Les médecins sont très formatés et la médecine est de plus en plus technique et technologique. Agnès Buzyn et moi-même sommes convaincues que nous avons par conséquent besoin d'équipes pluridisciplinaires. Or l'organisation des études de médecine consiste essentiellement, pour l'heure, à mettre de bons lycéens sous une pression considérable qui les conduit souvent à l'échec. On les oblige à supporter ce système pendant deux à trois ans avant d'obtenir leur première année, puis on forme ceux qui auront résisté dans les gros centres hospitaliers universitaires (CHU) des métropoles disposant de plateaux techniques de pointe, avant de leur demander de retourner faire de la médecine générale là où les besoins sont les plus criants ... Comment s'étonner ensuite qu'ils soient formatés et que le système ne fonctionne pas ?
Nous pensons qu'un système de majeures et de mineures serait intéressant, que l'entrée dans les études médicales et paramédicales ne doit pas être consécutive au baccalauréat mais à une première étape de formation qui peut être composée de sciences comme d'humanités. Nous pensons encore que la formation en CHU ne s'impose pas nécessairement avant l'entrée dans une phase déterminée d'apprentissage de la médecine moderne, et que les types d'exercice possibles de la médecine en cours de cursus gagneraient à être diversifiés. Nous savons qu'un jeune parti de chez lui plus de cinq ans n'y revient pas ; or les études de médecine durent quatorze ans ! Bref, nous devons recruter des profils de jeunes médecins plus diversifiés, les former à la technique - pour allier santé et intelligence artificielle, par exemple - tout en conservant à la médecine sa dimension humaniste.

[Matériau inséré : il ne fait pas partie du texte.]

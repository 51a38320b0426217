use adflow_core::config::{ConfigError, TelemetrySettings};
use serde::Deserialize;
use std::path::PathBuf;
use std::time::Duration;

#[derive(Deserialize, Clone, Debug, Default)]
pub struct Settings {
    #[serde(default)]
    pub api: ApiSettings,
    #[serde(default)]
    pub session: SessionSettings,
    #[serde(default)]
    pub telemetry: TelemetrySettings,
}

#[derive(Deserialize, Clone, Debug)]
pub struct ApiSettings {
    /// Scheme, host and port of the API server.
    #[serde(default = "default_server_url")]
    pub server_url: String,
    /// Path prefix every API route lives under.
    #[serde(default = "default_base_path")]
    pub base_path: String,
    /// Per-request timeout handed to the HTTP transport. No timeout when unset.
    #[serde(default)]
    pub timeout_secs: Option<u64>,
}

impl Default for ApiSettings {
    fn default() -> Self {
        Self {
            server_url: default_server_url(),
            base_path: default_base_path(),
            timeout_secs: None,
        }
    }
}

impl ApiSettings {
    pub fn new(server_url: impl Into<String>) -> Self {
        Self {
            server_url: server_url.into(),
            ..Default::default()
        }
    }

    /// Server URL joined with the base path, without a trailing slash.
    pub fn base_url(&self) -> String {
        let server = self.server_url.trim_end_matches('/');
        let path = self.base_path.trim_matches('/');
        if path.is_empty() {
            server.to_string()
        } else {
            format!("{}/{}", server, path)
        }
    }

    pub fn timeout(&self) -> Option<Duration> {
        self.timeout_secs.map(Duration::from_secs)
    }
}

fn default_server_url() -> String {
    "http://localhost:5000".to_string()
}

fn default_base_path() -> String {
    "/api/v1".to_string()
}

#[derive(Deserialize, Clone, Debug, Default)]
pub struct SessionSettings {
    /// Session file location. Defaults to `$ADFLOW_HOME/session.json`.
    #[serde(default)]
    pub path: Option<PathBuf>,
}

pub fn get_configuration() -> Result<Settings, ConfigError> {
    let base_path = std::env::current_dir().map_err(|e| {
        ConfigError::Message(format!("Failed to determine the current directory: {}", e))
    })?;

    // Running from the crate directory or from the workspace root
    let configuration_directory = if base_path.ends_with("adflow-client") {
        base_path.join("config")
    } else if base_path.join("adflow-client").join("config").is_dir() {
        base_path.join("adflow-client").join("config")
    } else {
        base_path.join("config")
    };

    adflow_core::config::load(Some(&configuration_directory))
}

La réforme du bac cherche à sortir de la logique de filière d'excellence dans laquelle sont poussés même ceux qui n'ont pas envie de la suivre. La difficulté essentielle est de changer l'état d'esprit des acteurs du système, c'est-à-dire de faire en sorte que les gens cessent de se demander ce qui, dans le nouveau bac, sera l'équivalent de la filière scientifique de naguère... Pourquoi ne pas imaginer que les étudiants qui étaient auparavant considérés comme les meilleurs parce que venant de la filière scientifique auront envie d'avoir une double culture puisant aux sciences et aux humanités ? Voilà un beau défi.